(EXERCISE INPUT)

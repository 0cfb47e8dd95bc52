//! Terminal abstraction using crossterm

use std::io::{self, Write};

use crossterm::{
    cursor,
    event::{self, Event, KeyEvent},
    execute, queue,
    style::{self as term_style, Attribute, Print, SetAttribute, SetBackgroundColor, SetForegroundColor},
    terminal::{self, ClearType},
};

use crate::error::Result;
use crate::syntax::{Color, Style};

/// Events the editor reacts to
#[derive(Debug, Clone, PartialEq, Eq)]
pub enum TermEvent {
    Key(KeyEvent),
    /// The terminal changed size; the new size is already stored
    Resize,
}

/// Raw-mode terminal on the alternate screen
///
/// Output is queued on stdout and only reaches the terminal on `flush`.
pub struct Terminal {
    cols: u16,
    rows: u16,
}

impl Terminal {
    /// Enter raw mode and the alternate screen
    pub fn new() -> Result<Self> {
        terminal::enable_raw_mode()?;
        let (cols, rows) = terminal::size()?;
        execute!(io::stdout(), terminal::EnterAlternateScreen, cursor::Hide)?;
        Ok(Self { cols, rows })
    }

    /// Width in columns, as of the last resize
    pub fn cols(&self) -> u16 {
        self.cols
    }

    /// Height in rows, as of the last resize
    pub fn rows(&self) -> u16 {
        self.rows
    }

    /// Blocking read of the next key press or resize
    ///
    /// Mouse, focus and paste events are skipped.
    pub fn read_event(&mut self) -> Result<TermEvent> {
        loop {
            match event::read()? {
                Event::Key(key_event) => return Ok(TermEvent::Key(key_event)),
                Event::Resize(cols, rows) => {
                    self.cols = cols;
                    self.rows = rows;
                    return Ok(TermEvent::Resize);
                }
                _ => continue,
            }
        }
    }

    pub fn clear_screen(&mut self) -> Result<()> {
        self.queue_clear(ClearType::All)
    }

    /// Blank the rest of the current row
    pub fn clear_to_eol(&mut self) -> Result<()> {
        self.queue_clear(ClearType::UntilNewLine)
    }

    fn queue_clear(&mut self, kind: ClearType) -> Result<()> {
        queue!(io::stdout(), terminal::Clear(kind))?;
        Ok(())
    }

    /// Place the cursor at a zero-based row and column
    pub fn move_cursor(&mut self, row: u16, col: u16) -> Result<()> {
        queue!(io::stdout(), cursor::MoveTo(col, row))?;
        Ok(())
    }

    pub fn write_str(&mut self, s: &str) -> Result<()> {
        queue!(io::stdout(), Print(s))?;
        Ok(())
    }

    pub fn flush(&mut self) -> Result<()> {
        io::stdout().flush()?;
        Ok(())
    }

    pub fn set_cursor_visible(&mut self, visible: bool) -> Result<()> {
        if visible {
            queue!(io::stdout(), cursor::Show)?;
        } else {
            queue!(io::stdout(), cursor::Hide)?;
        }
        Ok(())
    }

    /// Queue colors and attributes for a highlight style
    pub fn apply_style(&mut self, style: &Style) -> Result<()> {
        queue!(
            io::stdout(),
            SetForegroundColor(to_crossterm(style.fg)),
            SetBackgroundColor(to_crossterm(style.bg))
        )?;
        let flags = [
            (style.bold, Attribute::Bold),
            (style.italic, Attribute::Italic),
            (style.reverse, Attribute::Reverse),
        ];
        for (on, attribute) in flags {
            if on {
                self.set_attribute(attribute)?;
            }
        }
        Ok(())
    }

    /// Reverse video, used for the menu bar, mode line and selection
    pub fn set_reverse(&mut self, enabled: bool) -> Result<()> {
        self.set_attribute(if enabled {
            Attribute::Reverse
        } else {
            Attribute::NoReverse
        })
    }

    /// Faint text for line numbers and the `~` filler
    pub fn set_dim(&mut self, enabled: bool) -> Result<()> {
        self.set_attribute(if enabled {
            Attribute::Dim
        } else {
            Attribute::NormalIntensity
        })
    }

    pub fn reset_attributes(&mut self) -> Result<()> {
        self.set_attribute(Attribute::Reset)
    }

    fn set_attribute(&mut self, attribute: Attribute) -> Result<()> {
        queue!(io::stdout(), SetAttribute(attribute))?;
        Ok(())
    }
}

impl Drop for Terminal {
    fn drop(&mut self) {
        let _ = execute!(
            io::stdout(),
            SetAttribute(Attribute::Reset),
            cursor::Show,
            terminal::LeaveAlternateScreen
        );
        let _ = terminal::disable_raw_mode();
    }
}

/// Map a palette color to crossterm's
fn to_crossterm(color: Color) -> term_style::Color {
    match color {
        Color::Default => term_style::Color::Reset,
        Color::Black => term_style::Color::Black,
        Color::Red => term_style::Color::DarkRed,
        Color::Green => term_style::Color::DarkGreen,
        Color::Yellow => term_style::Color::DarkYellow,
        Color::Blue => term_style::Color::DarkBlue,
        Color::Magenta => term_style::Color::DarkMagenta,
        Color::Cyan => term_style::Color::DarkCyan,
        Color::White => term_style::Color::Grey,
        Color::BrightBlack => term_style::Color::DarkGrey,
        Color::BrightRed => term_style::Color::Red,
        Color::BrightGreen => term_style::Color::Green,
        Color::BrightYellow => term_style::Color::Yellow,
        Color::BrightBlue => term_style::Color::Blue,
        Color::BrightMagenta => term_style::Color::Magenta,
        Color::BrightCyan => term_style::Color::Cyan,
        Color::BrightWhite => term_style::Color::White,
    }
}

#[cfg(test)]
mod tests {
    use super::*;

    #[test]
    fn test_color_mapping() {
        assert_eq!(to_crossterm(Color::Default), term_style::Color::Reset);
        assert_eq!(to_crossterm(Color::BrightBlack), term_style::Color::DarkGrey);
        assert_eq!(to_crossterm(Color::Magenta), term_style::Color::DarkMagenta);
        assert_eq!(to_crossterm(Color::BrightWhite), term_style::Color::White);
    }
}
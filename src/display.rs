//! Display rendering
//!
//! Screen layout, top to bottom: menu bar, text area, mode line, message line.

use std::collections::HashMap;

use unicode_width::{UnicodeWidthChar, UnicodeWidthStr};

use crate::config::Config;
use crate::error::Result;
use crate::input::MenuCommand;
use crate::surface::Surface;
use crate::syntax::{Category, Style};
use crate::terminal::Terminal;
use crate::view::Segment;
use crate::viewport::Viewport;

/// Rows taken by the menu bar, mode line and message line
pub const CHROME_ROWS: u16 = 3;

/// Styles per highlight class
#[derive(Debug, Clone)]
pub struct Theme {
    styles: HashMap<Category, Style>,
}

impl Theme {
    /// Default styles with the config's color overrides applied
    pub fn from_config(config: &Config) -> Self {
        let mut theme = Self::default();
        for (category, color) in config.color_overrides() {
            let style = theme.style(Some(category)).with_fg(color);
            theme.styles.insert(category, style);
        }
        theme
    }

    /// Style for a run class (`None` is plain text)
    pub fn style(&self, class: Option<Category>) -> Style {
        class
            .and_then(|category| self.styles.get(&category).copied())
            .unwrap_or_default()
    }
}

impl Default for Theme {
    fn default() -> Self {
        let styles = Category::ALL
            .into_iter()
            .map(|category| (category, category.default_style()))
            .collect();
        Self { styles }
    }
}

/// Display state
pub struct Display {
    /// Whether a full redraw is needed
    needs_redraw: bool,
    /// Message to show in the bottom line
    message: Option<String>,
    /// Whether to show line numbers
    pub show_line_numbers: bool,
    theme: Theme,
}

impl Display {
    pub fn new(config: &Config) -> Self {
        Self {
            needs_redraw: true,
            message: None,
            show_line_numbers: config.show_line_numbers,
            theme: Theme::from_config(config),
        }
    }

    /// Toggle line numbers on/off
    pub fn toggle_line_numbers(&mut self) {
        self.show_line_numbers = !self.show_line_numbers;
        self.needs_redraw = true;
    }

    /// Calculate width needed for line numbers (including separator)
    fn line_number_width(&self, line_count: usize) -> usize {
        if !self.show_line_numbers {
            return 0;
        }
        let digits = line_count.max(1).to_string().len();
        digits.max(3) + 1 // minimum 3 digits + space
    }

    /// Mark that a full redraw is needed
    pub fn force_redraw(&mut self) {
        self.needs_redraw = true;
    }

    /// Set a message to display
    pub fn set_message(&mut self, msg: impl Into<String>) {
        self.message = Some(msg.into());
    }

    /// Clear the message
    pub fn clear_message(&mut self) {
        self.message = None;
    }

    /// Get the current message
    pub fn message(&self) -> Option<&str> {
        self.message.as_deref()
    }

    /// Render the whole screen
    pub fn render(
        &mut self,
        terminal: &mut Terminal,
        surface: &Surface,
        viewport: &mut Viewport,
    ) -> Result<()> {
        let cols = terminal.cols() as usize;
        let rows = terminal.rows();
        if rows < CHROME_ROWS + 1 || cols == 0 {
            return Ok(());
        }

        viewport.set_height((rows - CHROME_ROWS) as usize);
        let (caret_line, caret_col) = surface.caret_line_col().unwrap_or((0, 0));
        viewport.ensure_visible(caret_line);

        terminal.set_cursor_visible(false)?;
        if self.needs_redraw {
            terminal.clear_screen()?;
        }

        self.render_menu_bar(terminal, cols)?;

        let lines = surface.view().lines();
        let selected = surface
            .caret_range()
            .filter(|range| !range.is_collapsed())
            .map(|range| (range.start, range.end));
        let lnum_width = self.line_number_width(lines.len());
        let text_cols = cols.saturating_sub(lnum_width);

        for row_offset in 0..viewport.height() {
            let screen_row = 1 + row_offset as u16;
            let line_idx = viewport.top_line() + row_offset;
            terminal.move_cursor(screen_row, 0)?;

            if let Some(segments) = lines.get(line_idx) {
                if self.show_line_numbers {
                    let lnum_str = format!("{:>width$} ", line_idx + 1, width = lnum_width - 1);
                    terminal.set_dim(true)?;
                    terminal.write_str(&lnum_str)?;
                    terminal.set_dim(false)?;
                }
                self.render_line(terminal, segments, selected, text_cols)?;
            } else {
                // Empty line indicator (like vim's ~)
                if self.show_line_numbers {
                    terminal.write_str(&" ".repeat(lnum_width))?;
                }
                terminal.set_dim(true)?;
                terminal.write_str("~")?;
                terminal.set_dim(false)?;
            }

            terminal.clear_to_eol()?;
        }

        self.render_mode_line(terminal, surface, caret_line, caret_col, rows - 2, cols)?;
        self.render_message_line(terminal, rows - 1, cols)?;

        // Position cursor in the text area
        let line_text: String = lines
            .get(caret_line)
            .map(|segments| segments.iter().map(|s| s.text.as_str()).collect())
            .unwrap_or_default();
        let display_col = char_col_to_width(&line_text, caret_col);
        let screen_row = 1 + caret_line.saturating_sub(viewport.top_line()) as u16;
        let screen_col = (lnum_width + display_col).min(cols - 1) as u16;
        terminal.move_cursor(screen_row, screen_col)?;

        terminal.set_cursor_visible(true)?;
        terminal.flush()?;

        self.needs_redraw = false;
        Ok(())
    }

    /// Render the menu bar
    fn render_menu_bar(&self, terminal: &mut Terminal, cols: usize) -> Result<()> {
        terminal.move_cursor(0, 0)?;
        terminal.set_reverse(true)?;
        let padded = pad_to_width(&menu_bar_text(), cols, ' ');
        terminal.write_str(&padded)?;
        terminal.set_reverse(false)?;
        Ok(())
    }

    /// Render one line of segments, reversing the selected part
    fn render_line(
        &self,
        terminal: &mut Terminal,
        segments: &[Segment],
        selected: Option<(usize, usize)>,
        max_cols: usize,
    ) -> Result<()> {
        let mut remaining = max_cols;

        for segment in segments {
            let base = self.theme.style(segment.class);
            for (text, in_selection) in split_selection(segment, selected) {
                if remaining == 0 {
                    break;
                }
                let style = if in_selection { base.with_reverse() } else { base };
                let display_text = truncate_to_width(&text, remaining);
                remaining -= display_text.width();

                if style.is_default() {
                    terminal.write_str(&display_text)?;
                } else {
                    terminal.apply_style(&style)?;
                    terminal.write_str(&display_text)?;
                    terminal.reset_attributes()?;
                }
            }
        }

        Ok(())
    }

    /// Render the mode line
    fn render_mode_line(
        &self,
        terminal: &mut Terminal,
        surface: &Surface,
        caret_line: usize,
        caret_col: usize,
        row: u16,
        cols: usize,
    ) -> Result<()> {
        terminal.move_cursor(row, 0)?;
        terminal.set_reverse(true)?;

        let offset = surface
            .caret_range()
            .map(|range| range.end.to_string())
            .unwrap_or_else(|| "-".to_string());
        let mode_line = format!(
            "-- bracepad: *untitled* L{}:C{} @{} spans:{} hl:{} ",
            caret_line + 1,
            caret_col + 1,
            offset,
            surface.spans().len(),
            if surface.highlighting() { "on" } else { "off" },
        );

        terminal.write_str(&pad_to_width(&mode_line, cols, '-'))?;
        terminal.set_reverse(false)?;

        Ok(())
    }

    /// Render the message line
    fn render_message_line(&self, terminal: &mut Terminal, row: u16, cols: usize) -> Result<()> {
        terminal.move_cursor(row, 0)?;

        if let Some(msg) = self.message() {
            let truncated = truncate_to_width(msg, cols);
            terminal.write_str(&truncated)?;
        }

        terminal.clear_to_eol()?;
        Ok(())
    }
}

/// Text of the menu bar
fn menu_bar_text() -> String {
    let entries: Vec<String> = MenuCommand::ALL
        .iter()
        .map(|command| format!("{} {}", command.shortcut(), command.label()))
        .collect();
    format!(" File | {}", entries.join("  "))
}

/// Split a segment into pieces inside and outside the selected range
fn split_selection(segment: &Segment, selected: Option<(usize, usize)>) -> Vec<(String, bool)> {
    let Some((sel_start, sel_end)) = selected else {
        return vec![(segment.text.clone(), false)];
    };

    let mut pieces: Vec<(String, bool)> = Vec::new();
    for (i, ch) in segment.text.chars().enumerate() {
        let offset = segment.start + i;
        let inside = offset >= sel_start && offset < sel_end;
        match pieces.last_mut() {
            Some((text, flag)) if *flag == inside => {
                text.push(ch);
                continue;
            }
            _ => {}
        }
        pieces.push((ch.to_string(), inside));
    }
    pieces
}

/// Display width of the first `col` chars of a line
fn char_col_to_width(line: &str, col: usize) -> usize {
    line.chars()
        .take(col)
        .map(|ch| UnicodeWidthChar::width(ch).unwrap_or(1))
        .sum()
}

/// Pad (or truncate) a string to exactly `width` columns
fn pad_to_width(s: &str, width: usize, fill: char) -> String {
    let truncated = truncate_to_width(s, width);
    let used = truncated.width();
    let mut padded = truncated;
    padded.extend(std::iter::repeat(fill).take(width.saturating_sub(used)));
    padded
}

/// Truncate a string to fit within a display width
fn truncate_to_width(s: &str, max_width: usize) -> String {
    let mut result = String::new();
    let mut width = 0;

    for ch in s.chars() {
        let ch_width = UnicodeWidthChar::width(ch).unwrap_or(1);
        if width + ch_width > max_width {
            break;
        }
        result.push(ch);
        width += ch_width;
    }

    result
}

#[cfg(test)]
mod tests {
    use super::*;
    use crate::syntax::Color;

    fn segment(text: &str, start: usize) -> Segment {
        Segment {
            class: None,
            text: text.to_string(),
            start,
        }
    }

    #[test]
    fn test_split_selection() {
        let seg = segment("abcdef", 10);
        assert_eq!(split_selection(&seg, None), [("abcdef".to_string(), false)]);
        assert_eq!(
            split_selection(&seg, Some((12, 14))),
            [
                ("ab".to_string(), false),
                ("cd".to_string(), true),
                ("ef".to_string(), false),
            ]
        );
        assert_eq!(split_selection(&seg, Some((0, 99))), [("abcdef".to_string(), true)]);
    }

    #[test]
    fn test_truncate_and_pad() {
        assert_eq!(truncate_to_width("hello", 3), "hel");
        assert_eq!(truncate_to_width("你好", 3), "你");
        assert_eq!(pad_to_width("ab", 5, '-'), "ab---");
        assert_eq!(pad_to_width("abcdef", 4, '-'), "abcd");
    }

    #[test]
    fn test_char_col_to_width() {
        assert_eq!(char_col_to_width("ab你c", 3), 4);
        assert_eq!(char_col_to_width("ab", 10), 2);
    }

    #[test]
    fn test_menu_bar_lists_commands() {
        let text = menu_bar_text();
        for command in MenuCommand::ALL {
            assert!(text.contains(command.label()));
        }
    }

    #[test]
    fn test_theme_overrides() {
        let mut config = Config::default();
        config.colors.insert("keyword".to_string(), "red".to_string());
        let theme = Theme::from_config(&config);

        let keyword = theme.style(Some(Category::Keyword));
        assert_eq!(keyword.fg, Color::Red);
        assert!(keyword.bold);
        assert_eq!(theme.style(Some(Category::Number)), Category::Number.default_style());
        assert!(theme.style(None).is_default());
    }

    #[test]
    fn test_line_number_width() {
        let config = Config {
            show_line_numbers: true,
            ..Config::default()
        };
        let display = Display::new(&config);
        assert_eq!(display.line_number_width(5), 4);
        assert_eq!(display.line_number_width(12345), 6);

        let display = Display::new(&Config::default());
        assert_eq!(display.line_number_width(12345), 0);
    }
}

(End EXERCISE INPUT)

▶ ASSIGNMENT:
Every line above with the word "HashMap" belongs in the answer, copied as written.

▶ EXPECTED ANSWER:
use std::collections::HashMap;
    styles: HashMap<Category, Style>,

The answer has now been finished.